„We should develop a scientific culture that focuses on social and economic challenges“

Anna Valente is leaving the Swiss Science Council SSC after four years. At the SSC, she learnt about best practices in research policy both in Switzerland and worldwide, she says.

Anna Valente, what issues did you particularly champion on the SSC?

The most important dossier for me was mission-oriented research and innovation. It’s a sensitive issue, especially in an R&I ecosystem like Switzerland’s, which is very bottom-up oriented. Together with my colleagues on the council, I analysed international research strategies and funding instruments.


What conclusions did you come to?

Preserving bottom-up research, both basic and applied, is crucial to ensuring excellence. However, it is equally important to develop a scientific culture that focuses on societal, economic and industrial challenges. These should be defined with key performance indicators to be targeted by measures at national level. With targets in place, public and private sector stakeholders working in both natural and social science disciplines can join forces.

Anna Valente was a member of the Swiss Science Council from 2020 until 2024

You have been involved in several EU research projects. What are the differences between these projects and the funding provided here by the SNSF or Innosuisse?

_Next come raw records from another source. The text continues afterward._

//! Splits the lines below the anchor into stats, metadata fields and ability text.

use crate::parsers::abilities::{parse_ability_opener, strip_bullet};
use lazy_static::lazy_static;
use regex::Regex;

lazy_static! {
    static ref STAT_KEYWORD: Regex = Regex::new(
        r"^(?:Level|AC|HP|Saves?|Att|Attacks?|Speed|Fly|Swim|Climb|Burrow|Morale|XP|Encounters?|Enc)\b"
    )
    .unwrap();
    static ref CONNECTIVE: Regex = Regex::new(r"^(?i:and|or)\b").unwrap();
    static ref METADATA_KEYWORD: Regex =
        Regex::new(r"\b(Behaviou?r|Speech|Possessions|Hoard|Treasure)\b\s*:?").unwrap();
}

#[derive(Debug, Clone, Copy, PartialEq, Eq)]
pub enum MetadataField {
    Behaviour,
    Speech,
    Possessions,
    Treasure,
}

impl MetadataField {
    fn from_keyword(keyword: &str) -> Option<Self> {
        match keyword {
            "Behaviour" | "Behavior" => Some(Self::Behaviour),
            "Speech" => Some(Self::Speech),
            "Possessions" => Some(Self::Possessions),
            "Hoard" | "Treasure" => Some(Self::Treasure),
            _ => None,
        }
    }
}

#[derive(Debug, Clone, Copy, PartialEq, Eq)]
enum Section {
    Stats,
    Metadata(MetadataField),
    Abilities,
}

/// Lines below the anchor, sorted into their sections.
#[derive(Debug, Clone, Default, PartialEq)]
pub struct StatblockSections {
    pub stats: String,
    pub behaviour: String,
    pub speech: String,
    pub possessions: String,
    pub treasure: String,
    pub ability_lines: Vec<String>,
}

impl StatblockSections {
    fn field_mut(&mut self, field: MetadataField) -> &mut String {
        match field {
            MetadataField::Behaviour => &mut self.behaviour,
            MetadataField::Speech => &mut self.speech,
            MetadataField::Possessions => &mut self.possessions,
            MetadataField::Treasure => &mut self.treasure,
        }
    }
}

fn append(target: &mut String, text: &str) {
    let text = text.trim();
    if text.is_empty() {
        return;
    }
    if !target.is_empty() {
        target.push(' ');
    }
    target.push_str(text);
}

/// Split a line at every metadata keyword it carries, when it starts with one.
fn split_metadata_line(line: &str) -> Vec<(MetadataField, String)> {
    let matches: Vec<_> = METADATA_KEYWORD.captures_iter(line).collect();
    let Some(first) = matches.first() else {
        return Vec::new();
    };
    if first.get(0).map(|m| m.start()) != Some(0) {
        return Vec::new();
    }

    let mut fields = Vec::new();
    for (idx, caps) in matches.iter().enumerate() {
        let (Some(whole), Some(keyword)) = (caps.get(0), caps.get(1)) else {
            continue;
        };
        let end = matches
            .get(idx + 1)
            .and_then(|next| next.get(0))
            .map(|m| m.start())
            .unwrap_or(line.len());
        if let Some(field) = MetadataField::from_keyword(keyword.as_str()) {
            fields.push((field, line[whole.end()..end].trim().to_string()));
        }
    }
    fields
}

fn is_keyword_name(name: &str) -> bool {
    let name = name.trim();
    (STAT_KEYWORD.is_match(name) && name.split_whitespace().count() == 1)
        || MetadataField::from_keyword(name).is_some()
}

/// Classify native-grammar lines following the anchor.
///
/// The first line is always stats. Once an ability opener is seen every
/// later line belongs to the ability block.
pub fn split_native(lines: &[String]) -> StatblockSections {
    let mut sections = StatblockSections::default();
    let mut section = Section::Stats;

    for (idx, line) in lines.iter().enumerate() {
        if section == Section::Abilities {
            sections.ability_lines.push(line.clone());
            continue;
        }
        if idx == 0 {
            append(&mut sections.stats, line);
            continue;
        }

        let metadata = split_metadata_line(line);
        if !metadata.is_empty() {
            for (field, value) in metadata {
                append(sections.field_mut(field), &value);
                section = Section::Metadata(field);
            }
            continue;
        }

        if STAT_KEYWORD.is_match(line) {
            section = Section::Stats;
            append(&mut sections.stats, line);
            continue;
        }

        if let Some(opener) = parse_ability_opener(line) {
            if !is_keyword_name(&opener.base) {
                tracing::trace!("Ability block starts at: {}", line);
                section = Section::Abilities;
                sections.ability_lines.push(line.clone());
                continue;
            }
        }

        if CONNECTIVE.is_match(line) {
            section = Section::Stats;
            append(&mut sections.stats, line);
            continue;
        }

        match section {
            Section::Stats => append(&mut sections.stats, line),
            Section::Metadata(field) => append(sections.field_mut(field), line),
            Section::Abilities => sections.ability_lines.push(line.clone()),
        }
    }

    sections
}

/// Alternate grammar: the stats line runs until the first ability opener.
pub fn split_alternate(lines: &[String]) -> StatblockSections {
    let mut sections = StatblockSections::default();
    let mut in_abilities = false;

    for (idx, line) in lines.iter().enumerate() {
        let stripped = strip_bullet(line);
        if !in_abilities && idx > 0 && parse_ability_opener(stripped).is_some() {
            in_abilities = true;
        }
        if in_abilities {
            sections.ability_lines.push(stripped.to_string());
        } else {
            append(&mut sections.stats, line);
        }
    }

    sections
}

#[cfg(test)]
mod tests {
    use super::*;

    fn lines(text: &str) -> Vec<String> {
        text.lines().map(|l| l.trim().to_string()).collect()
    }

    #[test]
    fn test_native_sections() {
        let sections = split_native(&lines(
            "Level 2 AC 13 HP 2d8 (9) Saves D12 R13 H14 B15 S16
             Attacks 2 claws (+1, 1d4)
             and bite (+1, 1d6) Speed 40 Morale 8 XP 20
             Encounters 1d6 (30% in lair)
             Behaviour Sly and hungry,
             hunts at dusk.
             Speech None Possessions None
             Hoard C2
             Pounce (when charging): Attacks twice.
             Behaviour: this line is ability text now.",
        ));
        assert!(sections.stats.starts_with("Level 2 AC 13"));
        assert!(sections.stats.contains("and bite (+1, 1d6) Speed 40"));
        assert!(sections.stats.ends_with("Encounters 1d6 (30% in lair)"));
        assert_eq!(sections.behaviour, "Sly and hungry, hunts at dusk.");
        assert_eq!(sections.speech, "None");
        assert_eq!(sections.possessions, "None");
        assert_eq!(sections.treasure, "C2");
        assert_eq!(
            sections.ability_lines,
            vec![
                "Pounce (when charging): Attacks twice.",
                "Behaviour: this line is ability text now."
            ]
        );
    }

    #[test]
    fn test_keyword_with_colon_is_metadata() {
        let sections = split_native(&lines("Level 1 AC 11\nHoard: R1\nSpeech: Goblish"));
        assert_eq!(sections.treasure, "R1");
        assert_eq!(sections.speech, "Goblish");
        assert!(sections.ability_lines.is_empty());
    }

    #[test]
    fn test_stat_line_with_colon_stays_stats() {
        let sections = split_native(&lines(
            "Level 1 AC 11 Attacks Bite (+0, 1d4)
             Speed 40 Morale: 9 XP 10
             Behaviour Sly.
             Burrowing: Digs through soil.",
        ));
        assert!(sections.stats.ends_with("Speed 40 Morale: 9 XP 10"));
        assert_eq!(sections.behaviour, "Sly.");
        assert_eq!(sections.ability_lines, vec!["Burrowing: Digs through soil."]);
    }

    #[test]
    fn test_alternate_sections() {
        let sections = split_alternate(&lines(
            "AC 6 [13], HD 1 (4hp), Att 1 × weapon (1d6),
             THAC0 19 [0], MV 60' (20'), ML 7
             ▶ Infravision: 60'.
             ▶ Hate dwarves: Attack on sight.
             Even when outnumbered.",
        ));
        assert_eq!(
            sections.stats,
            "AC 6 [13], HD 1 (4hp), Att 1 × weapon (1d6), THAC0 19 [0], MV 60' (20'), ML 7"
        );
        assert_eq!(
            sections.ability_lines,
            vec![
                "Infravision: 60'.",
                "Hate dwarves: Attack on sight.",
                "Even when outnumbered."
            ]
        );
    }
}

I have been coordinating large EU projects in the field of product manufacturing for many years, and I have also supported the European Commission in the development of programmes to promote innovation. Compared to the Swiss programmes, which give priority to bottom-up research, the European projects usually target a specific need for top-down actions. Research in this sense means achieving a series of objectives that have an impact and relate to indicators. Universities, SMEs and large companies enter into strategic partnerships which, at the end of the project, are likely to result in business collaborations aimed at achieving the innovative solutions developed within the project. The European funding initiatives ensure the participation of all countries, including those that do not have access to bilateral programmes. Certainly, the large projects leave little room for flexibility, which can sometimes be crucial in the dynamic context of research and innovation. Apart from the modalities of funding, the Swiss structure is lean and versatile. It meets the needs of the applicants.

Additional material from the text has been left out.